Page MenuHomeSoftware Heritage

ra: Rework export of non link file with svn:special property set
ClosedPublic

Authored by anlambert on Dec 1 2021, 7:58 PM.

Details

Summary

The fix introduced in 58a07c67d590 to ensure reconstruction of non link
binary file with svn:special property set will be the same as an export
operation was not generic enough to handle all possible cases that can
be found in the wild.

So rework it by explicitely exporting that specific file with a subversion
client when it is needed.

Related to T3695

Depends on D6721

Diff Detail

Repository
rDLDSVN Subversion (SVN) loader
Lint
Automatic diff as part of commit; lint not applicable.
Unit
Automatic diff as part of commit; unit tests not applicable.

Event Timeline

Build is green

Patch application report for D6722 (id=24413)

Could not rebase; Attempt merge onto d0b14d9d08...

Updating d0b14d9..50e87d1
Fast-forward
 swh/loader/svn/loader.py            |  5 +++
 swh/loader/svn/ra.py                | 59 ++++++++++++++++++++---------
 swh/loader/svn/svn.py               |  4 +-
 swh/loader/svn/tests/test_loader.py | 74 +++++++++++++++++++++++++++++++++----
 4 files changed, 116 insertions(+), 26 deletions(-)
Changes applied before test
commit 50e87d1d028da7ba447c277e09abf31042862914
Author: Antoine Lambert <anlambert@softwareheritage.org>
Date:   Wed Dec 1 19:52:36 2021 +0100

    ra: Rework export of non link file with svn:special property set
    
    The fix introduced in 58a07c67d590 to ensure reconstruction of non link
    binary file with svn:special property set will be the same as an export
    operation was not generic enough to handle all possible cases that can
    be found in the wild.
    
    So rework it by explicitely exporting that specific file with a subversion
    client when it is needed.
    
    Related to T3695

commit 5cbfe6d03fe0c11c483072fd5836048eaa57f114
Author: Antoine Lambert <anlambert@softwareheritage.org>
Date:   Wed Dec 1 18:50:33 2021 +0100

    loader: Clean replay directory before post_load operation
    
    The post_load operation will export the last loaded revision to a
    new temporary directory to check possible revision divergence.
    
    However the reconstructed filesystem for that revision still exists
    in another temporary directory after all revisions have been replayed.
    
    So ensure to clean that latter before post_load to gain some disk space
    and avoid possible "No space left on device" errors.

See https://jenkins.softwareheritage.org/job/DLDSVN/job/tests-on-diff/208/ for more details.

swh/loader/svn/ra.py
260

That assumption was wrong as I stumbled across cases where file is not truncated at the first null byte encountered.

ardumont added a subscriber: ardumont.

Nice catch.

also, the joy of coding the svn loader... also known as head... desk... or foot... gun... and all that...

Fortunately now, we got some data to load and sentry to report stuff like this, great!

swh/loader/svn/ra.py
26

I'm surprised there is no circular deps here ;)
That probably that if that prevents it.

272

carnage, the length we have to go to sometimes...
And i guess we can't just export the file, we must do a full export just to retrieve it, right?

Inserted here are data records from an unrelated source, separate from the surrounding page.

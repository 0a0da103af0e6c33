//! Filter catalogue.
//!
//! Every filter mutates a [`PixelBuffer`](crate::image::PixelBuffer) in place
//! and hands its per-pixel work to a
//! [`ParallelExecutor`](crate::executor::ParallelExecutor). Filters that read
//! neighbouring pixels work from a snapshot or an intermediate buffer, so
//! each worker only ever writes its own slice of the output.
//!
//! ## Filter Categories
//!
//! | Module | Filters | Window |
//! |--------|---------|--------|
//! | [`grayscale`] | monochrome, binarize | pointwise |
//! | [`color_adjust`] | gamma, logistic, alpha blend | pointwise |
//! | [`levels_curves`] | histogram equalization, histogram extension | global LUT |
//! | [`dither`] | error diffusion | sequential scan |
//! | [`noise`] | median, temporal median | square, order statistic |
//! | [`blur`] | average, Gaussian | separable |
//! | [`edge`] | Sobel, Laplacian | 3x3 |
//! | [`bilateral`] | bilateral, trilateral, quadrilateral | square, weighted |
//!
//! Neighbours outside the image are skipped, never padded or clamped.
//! Luma is `0.299R + 0.587G + 0.114B` throughout.

pub mod core;

pub mod grayscale;
pub mod color_adjust;
pub mod levels_curves;
pub mod dither;
pub mod noise;
pub mod blur;
pub mod edge;
pub mod bilateral;

pub use bilateral::{bilateral, quadrilateral, trilateral, QuadrilateralParams};
pub use blur::{average, gaussian};
pub use color_adjust::{alpha_blend, gamma_correction, logistic};
pub use dither::error_diffusion;
pub use edge::{laplacian, sobel};
pub use grayscale::{binarize, monochrome};
pub use levels_curves::{histogram_equalization, histogram_extension};
pub use noise::{median, temporal_median};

This revision is now accepted and ready to land.Dec 2 2021, 10:04 AM
swh/loader/svn/ra.py
26

Yes that's why TYPE_CHECKING is used, the import will only be done when running mypy

272

Nope, only the file is exported not the whole filesystem associated to the revision.

That's one feature of subversion that git does not have: the export of a subpath.